[INFORMATION SUPPLIED — start]

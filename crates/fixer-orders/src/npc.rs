//! NPC contract execution.
//!
//! NPCs are hirable proxy executors. The contract executor enforces the
//! one-active-contract-per-NPC rule, accrues daily costs, and ranks
//! candidates for an order by suitability.

use std::cmp::Ordering;
use std::collections::HashMap;
use std::sync::Arc;

use chrono::Utc;
use fixer_core::{FixerError, NpcContract, NpcProfile, Order, ReputationFormula, Result, Role};
use fixer_reputation::{ReputationEngine, WEIGHTED_SUM};
use fixer_store::{ContractStore, NpcStore};
use serde::{Deserialize, Serialize};
use tokio::sync::{Mutex, RwLock};
use tracing::info;
use uuid::Uuid;

/// Configuration for NPC suitability scoring.
#[derive(Debug, Clone, Serialize, Deserialize)]
pub struct NpcExecutorConfig {
    /// Formula scoring an NPC's executor history on a [0, 1] scale.
    pub formula: ReputationFormula,

    /// Share of the suitability score carried by rated history; the rest
    /// falls to the profile's base efficiency. NPCs with no history score
    /// on efficiency alone.
    pub history_weight: f64,

    /// Flat suitability bonus when the NPC's specialty matches the order.
    pub specialty_bonus: f64,
}

impl Default for NpcExecutorConfig {
    fn default() -> Self {
        Self {
            formula: ReputationFormula::new(WEIGHTED_SUM)
                .with_param("w_completion", 0.4)
                .with_param("w_punctuality", 0.3)
                .with_param("w_penalty", 0.2)
                .with_param("w_quality", 0.1),
            history_weight: 0.5,
            specialty_bonus: 0.15,
        }
    }
}

/// Manages NPC availability, hire contracts, and suitability ranking.
pub struct NpcContractExecutor {
    npcs: Arc<dyn NpcStore>,
    contracts: Arc<dyn ContractStore>,
    reputation: Arc<ReputationEngine>,
    config: NpcExecutorConfig,

    /// Per-NPC hire locks; the check-then-create in `hire` must be atomic
    /// per NPC so concurrent hires yield exactly one contract.
    hire_locks: Arc<RwLock<HashMap<Uuid, Arc<Mutex<()>>>>>,
}

impl NpcContractExecutor {
    /// Create a contract executor over the NPC roster and contract store.
    pub fn new(
        npcs: Arc<dyn NpcStore>,
        contracts: Arc<dyn ContractStore>,
        reputation: Arc<ReputationEngine>,
        config: NpcExecutorConfig,
    ) -> Self {
        Self {
            npcs,
            contracts,
            reputation,
            config,
            hire_locks: Arc::new(RwLock::new(HashMap::new())),
        }
    }

    /// Look up an NPC profile, failing if the NPC is not rostered.
    pub async fn profile(&self, npc_id: Uuid) -> Result<NpcProfile> {
        self.npcs
            .get(npc_id)
            .await?
            .ok_or(FixerError::NpcUnavailable { npc_id })
    }

    /// Hire an NPC for an order.
    ///
    /// Fails with `NpcAlreadyContracted` if the NPC is bound to an active
    /// contract. Contracts past expiry count as released here, so an NPC
    /// whose last hirer never called `release` is still hirable.
    pub async fn hire(&self, npc_id: Uuid, order_id: Uuid, days: u32) -> Result<NpcContract> {
        if days == 0 {
            return Err(FixerError::ValidationFailed {
                order_id: Some(order_id),
                message: "a contract must run for at least one day".to_string(),
            });
        }

        let lock = self.hire_lock(npc_id).await;
        let _guard = lock.lock().await;
        let now = Utc::now();

        let profile = self.profile(npc_id).await?;
        if let Some(existing) = self.contracts.active_for_npc(npc_id, now).await? {
            return Err(FixerError::NpcAlreadyContracted {
                npc_id,
                contract_id: existing.id,
            });
        }

        let contract = NpcContract::new(npc_id, order_id, days, profile.daily_cost, now);
        self.contracts.insert(contract.clone()).await?;
        info!(
            "hired NPC {} for order {}: {} days at {} ({})",
            npc_id, order_id, days, profile.daily_cost, contract.total_cost
        );
        Ok(contract)
    }

    /// Release a contract, freeing the NPC for rehire. Idempotent.
    pub async fn release(&self, contract_id: Uuid) -> Result<()> {
        self.contracts.release(contract_id, Utc::now()).await?;
        info!("released contract {}", contract_id);
        Ok(())
    }

    /// Release whatever contract is bound to an order, if any.
    pub async fn release_for_order(&self, order_id: Uuid) -> Result<Option<NpcContract>> {
        let now = Utc::now();
        match self.contracts.active_for_order(order_id, now).await? {
            Some(contract) => {
                self.contracts.release(contract.id, now).await?;
                info!(
                    "released contract {} (NPC {}) for order {}",
                    contract.id, contract.npc_id, order_id
                );
                Ok(Some(contract))
            }
            None => Ok(None),
        }
    }

    /// Bump an NPC's lifetime job counters after an outcome.
    pub async fn record_outcome(&self, npc_id: Uuid, completed: bool) -> Result<()> {
        self.npcs.record_job(npc_id, completed).await
    }

    /// Suitability of one NPC for an order.
    pub async fn suitability(&self, npc_id: Uuid, order: &Order) -> Result<f64> {
        let profile = self.profile(npc_id).await?;
        self.suitability_for(&profile, order).await
    }

    /// Available NPCs ranked by descending suitability for an order.
    ///
    /// NPCs bound to an active contract are excluded.
    pub async fn rank_candidates(&self, order: &Order) -> Result<Vec<(NpcProfile, f64)>> {
        let now = Utc::now();
        let mut ranked = Vec::new();

        for profile in self.npcs.list().await? {
            if self
                .contracts
                .active_for_npc(profile.npc_id, now)
                .await?
                .is_some()
            {
                continue;
            }
            let score = self.suitability_for(&profile, order).await?;
            ranked.push((profile, score));
        }

        ranked.sort_by(|a, b| b.1.partial_cmp(&a.1).unwrap_or(Ordering::Equal));
        Ok(ranked)
    }

    async fn suitability_for(&self, profile: &NpcProfile, order: &Order) -> Result<f64> {
        let base = match self
            .reputation
            .metrics(profile.npc_id, Role::Executor)
            .await?
        {
            Some(metrics) => {
                let history = self.reputation.evaluate(&self.config.formula, &metrics)?;
                self.config.history_weight * history
                    + (1.0 - self.config.history_weight) * profile.efficiency
            }
            None => profile.efficiency,
        };

        let bonus = if profile.specialty == order.kind {
            self.config.specialty_bonus
        } else {
            0.0
        };
        Ok(base + bonus)
    }

    async fn hire_lock(&self, npc_id: Uuid) -> Arc<Mutex<()>> {
        let mut locks = self.hire_locks.write().await;
        locks
            .entry(npc_id)
            .or_insert_with(|| Arc::new(Mutex::new(())))
            .clone()
    }
}

#[cfg(test)]
mod tests {
    use super::*;
    use fixer_core::{Eurodollars, OrderDraft, OrderKind, RatingMetrics};
    use fixer_reputation::ReputationConfig;
    use fixer_store::{
        InMemoryContractStore, InMemoryMetricsStore, InMemoryNpcStore, InMemoryOrderStore,
        InMemoryPenaltyStore, MetricsStore,
    };
    use futures::future::join_all;

    fn executor() -> (NpcContractExecutor, Arc<InMemoryNpcStore>) {
        let npcs = Arc::new(InMemoryNpcStore::new());
        let contracts = Arc::new(InMemoryContractStore::new());
        let reputation = Arc::new(ReputationEngine::new(
            Arc::new(InMemoryOrderStore::new()),
            Arc::new(InMemoryPenaltyStore::new()),
            Arc::new(InMemoryMetricsStore::new()),
            ReputationConfig::default(),
        ));
        let executor = NpcContractExecutor::new(
            npcs.clone(),
            contracts,
            reputation,
            NpcExecutorConfig::default(),
        );
        (executor, npcs)
    }

    fn transport_order() -> Order {
        let draft = OrderDraft::builder()
            .kind(OrderKind::Transportation)
            .title("Run a package to the docks")
            .payment(Eurodollars::new(60))
            .build()
            .unwrap();
        Order::new(Uuid::new_v4(), draft)
    }

    #[tokio::test]
    async fn test_hire_unknown_npc() {
        let (executor, _npcs) = executor();
        let result = executor.hire(Uuid::new_v4(), Uuid::new_v4(), 2).await;
        assert!(matches!(result, Err(FixerError::NpcUnavailable { .. })));
    }

    #[tokio::test]
    async fn test_double_booking_rejected() {
        let (executor, npcs) = executor();
        let npc = NpcProfile::new("Jackie", OrderKind::Transportation, Eurodollars::new(20));
        let npc_id = npc.npc_id;
        npcs.upsert(npc).await.unwrap();

        let first = executor.hire(npc_id, Uuid::new_v4(), 2).await.unwrap();
        assert_eq!(first.total_cost, Eurodollars::new(40));

        let second = executor.hire(npc_id, Uuid::new_v4(), 1).await;
        assert!(matches!(
            second,
            Err(FixerError::NpcAlreadyContracted { .. })
        ));

        // Released, the NPC is hirable again.
        executor.release(first.id).await.unwrap();
        executor.hire(npc_id, Uuid::new_v4(), 1).await.unwrap();
    }

    #[tokio::test]
    async fn test_zero_day_contract_rejected() {
        let (executor, npcs) = executor();
        let npc = NpcProfile::new("Viktor", OrderKind::Service, Eurodollars::new(30));
        let npc_id = npc.npc_id;
        npcs.upsert(npc).await.unwrap();

        let result = executor.hire(npc_id, Uuid::new_v4(), 0).await;
        assert!(matches!(result, Err(FixerError::ValidationFailed { .. })));
    }

    #[tokio::test]
    async fn test_concurrent_hires_yield_one_winner() {
        let (executor, npcs) = executor();
        let npc = NpcProfile::new("Panam", OrderKind::Transportation, Eurodollars::new(25));
        let npc_id = npc.npc_id;
        npcs.upsert(npc).await.unwrap();

        let executor = Arc::new(executor);
        let attempts: Vec<_> = (0..8)
            .map(|_| {
                let executor = executor.clone();
                async move { executor.hire(npc_id, Uuid::new_v4(), 1).await }
            })
            .collect();

        let results = join_all(attempts).await;
        let wins = results.iter().filter(|r| r.is_ok()).count();
        assert_eq!(wins, 1);
        assert!(results
            .iter()
            .filter(|r| r.is_err())
            .all(|r| matches!(r, Err(FixerError::NpcAlreadyContracted { .. }))));
    }

    #[tokio::test]
    async fn test_ranking_prefers_specialty_and_efficiency() {
        let (executor, npcs) = executor();
        let order = transport_order();

        let driver = NpcProfile::new("Claire", OrderKind::Transportation, Eurodollars::new(20))
            .with_efficiency(0.7);
        let crafter = NpcProfile::new("Bug", OrderKind::Crafting, Eurodollars::new(20))
            .with_efficiency(0.7);
        let ace = NpcProfile::new("Delamain", OrderKind::Transportation, Eurodollars::new(50))
            .with_efficiency(0.95);
        npcs.upsert(driver.clone()).await.unwrap();
        npcs.upsert(crafter.clone()).await.unwrap();
        npcs.upsert(ace.clone()).await.unwrap();

        let ranked = executor.rank_candidates(&order).await.unwrap();
        assert_eq!(ranked.len(), 3);
        assert_eq!(ranked[0].0.npc_id, ace.npc_id);
        assert_eq!(ranked[1].0.npc_id, driver.npc_id);
        assert_eq!(ranked[2].0.npc_id, crafter.npc_id);

        // The specialty bonus is what separates the two 0.7s.
        assert!((ranked[1].1 - (0.7 + 0.15)).abs() < 1e-9);
        assert!((ranked[2].1 - 0.7).abs() < 1e-9);
    }

    #[tokio::test]
    async fn test_history_blends_into_suitability() {
        let npcs = Arc::new(InMemoryNpcStore::new());
        let metrics = Arc::new(InMemoryMetricsStore::new());
        let reputation = Arc::new(ReputationEngine::new(
            Arc::new(InMemoryOrderStore::new()),
            Arc::new(InMemoryPenaltyStore::new()),
            metrics.clone(),
            ReputationConfig::default(),
        ));
        let executor = NpcContractExecutor::new(
            npcs.clone(),
            Arc::new(InMemoryContractStore::new()),
            reputation,
            NpcExecutorConfig::default(),
        );

        let npc = NpcProfile::new("Judy", OrderKind::Transportation, Eurodollars::new(20))
            .with_efficiency(0.6);
        let npc_id = npc.npc_id;
        npcs.upsert(npc).await.unwrap();
        let order = transport_order();

        // No rated history: base efficiency plus the specialty match.
        let cold = executor.suitability(npc_id, &order).await.unwrap();
        assert!((cold - (0.6 + 0.15)).abs() < 1e-9);

        let mut flawless = RatingMetrics::empty(Utc::now());
        flawless.completion_rate = 1.0;
        flawless.punctuality = 1.0;
        flawless.avg_quality = 1.0;
        metrics.put(npc_id, Role::Executor, flawless).await.unwrap();

        // Half the score now rides on the flawless record.
        let seasoned = executor.suitability(npc_id, &order).await.unwrap();
        assert!((seasoned - (0.5 + 0.5 * 0.6 + 0.15)).abs() < 1e-9);
    }

    #[tokio::test]
    async fn test_contracted_npcs_excluded_from_ranking() {
        let (executor, npcs) = executor();
        let order = transport_order();

        let npc = NpcProfile::new("Rogue", OrderKind::Transportation, Eurodollars::new(40));
        let npc_id = npc.npc_id;
        npcs.upsert(npc).await.unwrap();

        executor.hire(npc_id, Uuid::new_v4(), 3).await.unwrap();
        let ranked = executor.rank_candidates(&order).await.unwrap();
        assert!(ranked.is_empty());
    }
}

[INFORMATION SUPPLIED — finish]

* **PROBLEM REQUIREMENTS**
Output the first line of the entries above and every line after it, exactly as written, ending with the line that contains "use std::sync::Arc;".

* **RESULT OF THE EXERCISE**
filename crates/fixer-orders/src/npc.rs
//! NPC contract execution.
//!
//! NPCs are hirable proxy executors. The contract executor enforces the
//! one-active-contract-per-NPC rule, accrues daily costs, and ranks
//! candidates for an order by suitability.

use std::cmp::Ordering;
use std::collections::HashMap;
use std::sync::Arc;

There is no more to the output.